**YOUR INSTRUCTIONS**
Take every line from the material that has the word "CpuControl" in it.

**SUPPLIED MATERIAL**
- - -
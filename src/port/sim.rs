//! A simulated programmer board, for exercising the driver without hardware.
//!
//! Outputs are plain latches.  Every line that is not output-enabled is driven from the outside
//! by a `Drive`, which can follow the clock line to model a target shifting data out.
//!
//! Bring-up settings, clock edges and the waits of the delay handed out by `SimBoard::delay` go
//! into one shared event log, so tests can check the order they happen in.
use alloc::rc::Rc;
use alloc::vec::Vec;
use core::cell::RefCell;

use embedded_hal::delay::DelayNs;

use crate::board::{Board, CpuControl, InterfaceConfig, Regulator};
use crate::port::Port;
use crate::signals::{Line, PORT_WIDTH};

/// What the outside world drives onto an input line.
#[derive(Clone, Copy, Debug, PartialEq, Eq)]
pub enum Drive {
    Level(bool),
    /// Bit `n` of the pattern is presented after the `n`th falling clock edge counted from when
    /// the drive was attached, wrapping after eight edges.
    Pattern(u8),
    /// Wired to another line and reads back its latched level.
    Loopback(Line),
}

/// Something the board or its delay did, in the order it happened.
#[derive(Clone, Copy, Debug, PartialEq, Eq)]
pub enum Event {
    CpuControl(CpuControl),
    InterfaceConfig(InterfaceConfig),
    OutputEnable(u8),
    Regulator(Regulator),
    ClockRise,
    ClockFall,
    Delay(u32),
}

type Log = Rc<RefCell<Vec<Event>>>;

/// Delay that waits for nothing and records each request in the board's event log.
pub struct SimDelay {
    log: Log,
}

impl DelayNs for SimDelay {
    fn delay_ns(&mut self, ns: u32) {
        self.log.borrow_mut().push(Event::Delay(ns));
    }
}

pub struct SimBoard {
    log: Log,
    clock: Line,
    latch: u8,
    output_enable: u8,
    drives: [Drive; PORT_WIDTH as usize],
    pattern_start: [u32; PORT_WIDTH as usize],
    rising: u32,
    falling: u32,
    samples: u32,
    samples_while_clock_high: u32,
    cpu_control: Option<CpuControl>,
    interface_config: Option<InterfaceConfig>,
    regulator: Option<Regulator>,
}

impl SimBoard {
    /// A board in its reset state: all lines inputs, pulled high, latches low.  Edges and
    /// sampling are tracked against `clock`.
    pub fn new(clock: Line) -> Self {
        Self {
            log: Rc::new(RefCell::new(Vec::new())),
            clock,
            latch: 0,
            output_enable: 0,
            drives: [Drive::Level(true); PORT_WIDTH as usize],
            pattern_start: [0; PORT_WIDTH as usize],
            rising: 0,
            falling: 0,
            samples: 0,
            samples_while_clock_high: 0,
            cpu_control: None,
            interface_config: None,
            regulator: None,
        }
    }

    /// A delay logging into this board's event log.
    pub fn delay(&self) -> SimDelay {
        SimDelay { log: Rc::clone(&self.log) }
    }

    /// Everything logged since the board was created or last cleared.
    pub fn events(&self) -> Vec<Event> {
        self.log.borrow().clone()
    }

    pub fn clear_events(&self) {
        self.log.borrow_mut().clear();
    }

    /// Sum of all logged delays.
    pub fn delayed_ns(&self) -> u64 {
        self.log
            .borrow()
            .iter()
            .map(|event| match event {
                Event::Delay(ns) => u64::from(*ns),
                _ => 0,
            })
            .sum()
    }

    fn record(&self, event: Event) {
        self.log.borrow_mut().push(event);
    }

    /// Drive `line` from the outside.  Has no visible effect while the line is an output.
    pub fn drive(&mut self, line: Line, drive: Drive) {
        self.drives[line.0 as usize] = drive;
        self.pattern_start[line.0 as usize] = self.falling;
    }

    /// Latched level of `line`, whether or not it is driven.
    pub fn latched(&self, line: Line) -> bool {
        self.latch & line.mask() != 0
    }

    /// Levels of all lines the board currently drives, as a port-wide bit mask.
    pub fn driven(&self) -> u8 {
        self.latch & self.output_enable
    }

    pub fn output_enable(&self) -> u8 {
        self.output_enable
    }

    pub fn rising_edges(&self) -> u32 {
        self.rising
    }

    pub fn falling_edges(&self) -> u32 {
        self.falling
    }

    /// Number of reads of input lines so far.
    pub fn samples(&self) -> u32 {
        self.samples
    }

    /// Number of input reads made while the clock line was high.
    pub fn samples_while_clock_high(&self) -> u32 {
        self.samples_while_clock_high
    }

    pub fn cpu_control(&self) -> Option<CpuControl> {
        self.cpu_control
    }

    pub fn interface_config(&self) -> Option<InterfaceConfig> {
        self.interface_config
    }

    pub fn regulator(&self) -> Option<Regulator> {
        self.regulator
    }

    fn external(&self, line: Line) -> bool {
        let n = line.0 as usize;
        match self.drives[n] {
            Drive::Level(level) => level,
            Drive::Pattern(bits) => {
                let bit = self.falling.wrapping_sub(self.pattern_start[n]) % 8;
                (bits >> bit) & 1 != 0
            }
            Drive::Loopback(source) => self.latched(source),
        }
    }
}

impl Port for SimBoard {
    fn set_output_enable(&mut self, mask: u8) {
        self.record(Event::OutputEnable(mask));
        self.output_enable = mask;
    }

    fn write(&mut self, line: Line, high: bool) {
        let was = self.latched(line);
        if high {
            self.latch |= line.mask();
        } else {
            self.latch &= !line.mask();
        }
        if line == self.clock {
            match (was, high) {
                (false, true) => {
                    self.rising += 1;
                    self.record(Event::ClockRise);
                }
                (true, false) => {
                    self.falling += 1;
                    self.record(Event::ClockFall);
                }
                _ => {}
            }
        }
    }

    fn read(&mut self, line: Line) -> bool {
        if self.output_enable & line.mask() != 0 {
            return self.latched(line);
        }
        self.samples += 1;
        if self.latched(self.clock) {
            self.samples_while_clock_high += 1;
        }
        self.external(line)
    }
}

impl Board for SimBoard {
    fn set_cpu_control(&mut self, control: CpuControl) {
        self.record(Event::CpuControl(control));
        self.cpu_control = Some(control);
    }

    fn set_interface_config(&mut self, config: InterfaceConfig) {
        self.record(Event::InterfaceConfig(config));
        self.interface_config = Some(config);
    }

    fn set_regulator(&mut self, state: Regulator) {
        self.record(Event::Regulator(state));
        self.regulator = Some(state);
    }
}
- - -
**EXERCISE RESULT**
use crate::board::{Board, CpuControl, InterfaceConfig, Regulator};
    CpuControl(CpuControl),
    cpu_control: Option<CpuControl>,
    pub fn cpu_control(&self) -> Option<CpuControl> {
    fn set_cpu_control(&mut self, control: CpuControl) {
        self.record(Event::CpuControl(control));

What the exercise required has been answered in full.